Problem statement :: Both the line with "v)| (k.clone(), *v)));" and the line with "place(&deployer, &cut_facet, plan.already_deployed)" in the records below must appear in the output, along with every line between them, exactly and with nothing added.

[Data section Boundary: Start]

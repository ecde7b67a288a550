//! Deploy everything a collection diamond shares with every other one.
//!
//! Libraries come first since facets link against them, then the diamond-cut
//! facet (installed by the diamond's constructor, so never part of the cut),
//! then the facets. The result carries the cut set ready for
//! [`crate::upgrade::apply_cut()`] or a factory constructor.
//!
use std::collections::{BTreeMap, BTreeSet};

use alloy_primitives::Address;
use common::log_msg;
use indexmap::IndexMap;
use serde::{Deserialize, Serialize};

use crate::{
    artifact::ArtifactRegistry,
    cut::{build_cut_set, facet_selectors, selector_count, CutEntry, RemovalSpec},
    deployer::{DeployedFacetRecord, DeployedFacets, FacetDeployer},
    error::{MasonError, Result},
    facet::{DeployStrategy, FacetDescriptor},
    ledger::LedgerClient,
};

#[derive(Debug, Clone, PartialEq, Eq, Serialize, Deserialize)]
#[serde(rename_all = "camelCase", default)]
pub struct OneTimeDeployPlan {
    /// Appended to every contract name to form its CREATE2 salt.
    pub version_suffix: String,
    pub libraries: Vec<String>,
    pub diamond_cut_facet: String,
    pub diamond_loupe_facet: String,
    pub facet_names: Vec<String>,
    pub use_normal_deploy: BTreeSet<String>,
    pub to_be_removed_functions: RemovalSpec,
    /// Work out addresses only, broadcast nothing.
    pub already_deployed: bool,
}

impl Default for OneTimeDeployPlan {
    fn default() -> Self {
        Self {
            version_suffix: String::new(),
            libraries: vec![
                "LightmValidatorLib".to_owned(),
                "RMRKMultiAssetRenderUtils".to_owned(),
            ],
            diamond_cut_facet: "DiamondCutFacet".to_owned(),
            diamond_loupe_facet: "DiamondLoupeFacet".to_owned(),
            facet_names: [
                "DiamondLoupeFacet",
                "LightmEquippableMultiAssetFacet",
                "LightmEquippableNestableFacet",
                "LightmEquippableFacet",
                "RMRKCollectionMetadataFacet",
                "LightmImpl",
            ]
            .map(String::from)
            .to_vec(),
            use_normal_deploy: BTreeSet::new(),
            to_be_removed_functions: RemovalSpec::new(),
            already_deployed: false,
        }
    }
}

impl OneTimeDeployPlan {
    pub fn from_json(json: &str) -> Result<Self> {
        Ok(serde_json::from_str(json)?)
    }

    pub fn strategy_for(&self, name: &str) -> DeployStrategy {
        if self.use_normal_deploy.contains(name) {
            DeployStrategy::Normal
        } else {
            DeployStrategy::deterministic(name, &self.version_suffix)
        }
    }

    fn check(&self) -> Result<()> {
        if !self.facet_names.contains(&self.diamond_loupe_facet) {
            return Err(MasonError::UnknownFacet(self.diamond_loupe_facet.clone()));
        }
        if self.facet_names.contains(&self.diamond_cut_facet) {
            return Err(MasonError::InvalidPayload(format!(
                "{} is installed by the diamond constructor and cannot be cut in",
                self.diamond_cut_facet
            )));
        }
        let mut names = BTreeSet::new();
        if let Some(dup) = self
            .contract_names()
            .find(|name| !names.insert(*name))
        {
            return Err(MasonError::InvalidPayload(format!("{} listed twice", dup)));
        }
        Ok(())
    }

    /// Libraries, the cut facet and the facets, in deployment order.
    pub fn contract_names(&self) -> impl Iterator<Item = &str> {
        self.libraries
            .iter()
            .chain(std::iter::once(&self.diamond_cut_facet))
            .chain(self.facet_names.iter())
            .map(String::as_str)
    }
}

#[derive(Debug, Clone, PartialEq, Eq)]
pub struct OneTimeDeployResult {
    pub diamond_cut_facet_address: Address,
    pub diamond_loupe_facet_address: Address,
    pub library_addresses: IndexMap<String, Address>,
    pub facets: DeployedFacets,
    pub cut: Vec<CutEntry>,
}

impl OneTimeDeployResult {
    pub fn facet_address(&self, name: &str) -> Result<Address> {
        self.facets
            .get(name)
            .map(|record| record.address)
            .ok_or_else(|| MasonError::UnknownFacet(name.to_owned()))
    }

    pub fn library_address(&self, name: &str) -> Result<Address> {
        self.library_addresses
            .get(name)
            .copied()
            .ok_or_else(|| MasonError::UnknownAddress(name.to_owned()))
    }
}

async fn place<L>(
    deployer: &FacetDeployer<'_, L>,
    descriptor: &FacetDescriptor,
    already_deployed: bool,
) -> Result<DeployedFacetRecord>
where
    L: LedgerClient + ?Sized,
{
    if already_deployed {
        Ok(DeployedFacetRecord {
            name: descriptor.name().to_owned(),
            address: deployer.resolve(descriptor)?,
            was_freshly_deployed: false,
        })
    } else {
        deployer.deploy_facet(descriptor).await
    }
}

/// Deploy (or locate) libraries, the cut facet and every facet of `plan`,
/// then build the cut set.
///
/// `known` supplies addresses of normal-strategy contracts for runs with
/// `already_deployed` set.
pub async fn one_time_deploy<L>(
    ledger: &L,
    registry: &ArtifactRegistry,
    create2_deployer: Address,
    plan: &OneTimeDeployPlan,
    known: &BTreeMap<String, Address>,
) -> Result<OneTimeDeployResult>
where
    L: LedgerClient + ?Sized,
{
    plan.check()?;
    for name in plan.contract_names() {
        registry.get(name)?;
    }
    let signatures = plan
        .facet_names
        .iter()
        .map(|name| -> Result<_> { Ok((name.as_str(), registry.get(name)?.function_signatures())) })
        .collect::<Result<Vec<_>>>()?;
    facet_selectors(
        signatures.iter().map(|(name, sigs)| (*name, sigs.as_slice())),
        &plan.to_be_removed_functions,
    )?;

    let deployer = FacetDeployer::new(ledger, create2_deployer)
        .with_known_addresses(known.iter().map(|(k, v)| (k.clone(), *v)));

    let mut library_addresses = IndexMap::new();
    for name in &plan.libraries {
        let descriptor = registry.descriptor(name, plan.strategy_for(name), &library_addresses)?;
        let record = place(&deployer, &descriptor, plan.already_deployed).await?;
        library_addresses.insert(record.name, record.address);
    }

    let cut_facet = registry.descriptor(
        &plan.diamond_cut_facet,
        plan.strategy_for(&plan.diamond_cut_facet),
        &library_addresses,
    )?;
    let diamond_cut_facet_address = place(&deployer, &cut_facet, plan.already_deployed)
        .await?
        .address;

    let descriptors = plan
        .facet_names
        .iter()
        .map(|name| registry.descriptor(name, plan.strategy_for(name), &library_addresses))
        .collect::<Result<Vec<_>>>()?;
    let facets = deployer
        .deploy_facet_set(&descriptors, plan.already_deployed)
        .await?;

    let cut = build_cut_set(&descriptors, &facets, &plan.to_be_removed_functions)?;
    let diamond_loupe_facet_address = facets
        .get(&plan.diamond_loupe_facet)
        .map(|record| record.address)
        .ok_or_else(|| MasonError::UnknownFacet(plan.diamond_loupe_facet.clone()))?;

    log_msg!(
        "One-time deployment ready: {} libraries, {} facets, {} selectors",
        library_addresses.len(),
        facets.len(),
        selector_count(&cut)
    );

    Ok(OneTimeDeployResult {
        diamond_cut_facet_address,
        diamond_loupe_facet_address,
        library_addresses,
        facets,
        cut,
    })
}
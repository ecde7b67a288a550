use alloy_primitives::{Selector, B256};
use common::part_id::PartIdError;

use crate::ledger::LedgerError;

#[derive(Debug, thiserror::Error)]
pub enum MasonError {
    #[error("invalid payload: {0}")]
    InvalidPayload(String),

    #[error("deployment of `{facet_name}` failed: {reason}")]
    DeploymentFailed { facet_name: String, reason: String },

    #[error("selector {selector} is claimed by both `{facet_a}` and `{facet_b}`")]
    SelectorCollision {
        selector: Selector,
        facet_a: String,
        facet_b: String,
    },

    #[error("diamond upgrade failed in transaction {tx_reference}")]
    UpgradeFailed { tx_reference: B256 },

    #[error("call `{call}` reverted in transaction {tx_reference}")]
    CallReverted { call: String, tx_reference: B256 },

    #[error("no facet named `{0}`")]
    UnknownFacet(String),

    #[error("no known address for `{0}`")]
    UnknownAddress(String),

    #[error("artifact error: {0}")]
    Artifact(String),

    #[error(transparent)]
    PartId(#[from] PartIdError),

    #[error(transparent)]
    Ledger(#[from] LedgerError),

    #[error(transparent)]
    Abi(#[from] alloy_sol_types::Error),

    #[error(transparent)]
    Io(#[from] std::io::Error),

    #[error(transparent)]
    Json(#[from] serde_json::Error),
}

impl MasonError {
    /// Errors raised before anything was sent to the ledger.
    pub fn is_local(&self) -> bool {
        matches!(
            self,
            Self::InvalidPayload(_)
                | Self::SelectorCollision { .. }
                | Self::PartId(_)
                | Self::UnknownFacet(_)
                | Self::UnknownAddress(_)
                | Self::Artifact(_)
        )
    }
}

pub type Result<T, E = MasonError> = core::result::Result<T, E>;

[Data section Boundary: End]

Response for this exercise ::
        .with_known_addresses(known.iter().map(|(k, v)| (k.clone(), *v)));

    let mut library_addresses = IndexMap::new();
    for name in &plan.libraries {
        let descriptor = registry.descriptor(name, plan.strategy_for(name), &library_addresses)?;
        let record = place(&deployer, &descriptor, plan.already_deployed).await?;
        library_addresses.insert(record.name, record.address);
    }

    let cut_facet = registry.descriptor(
        &plan.diamond_cut_facet,
        plan.strategy_for(&plan.diamond_cut_facet),
        &library_addresses,
    )?;
    let diamond_cut_facet_address = place(&deployer, &cut_facet, plan.already_deployed)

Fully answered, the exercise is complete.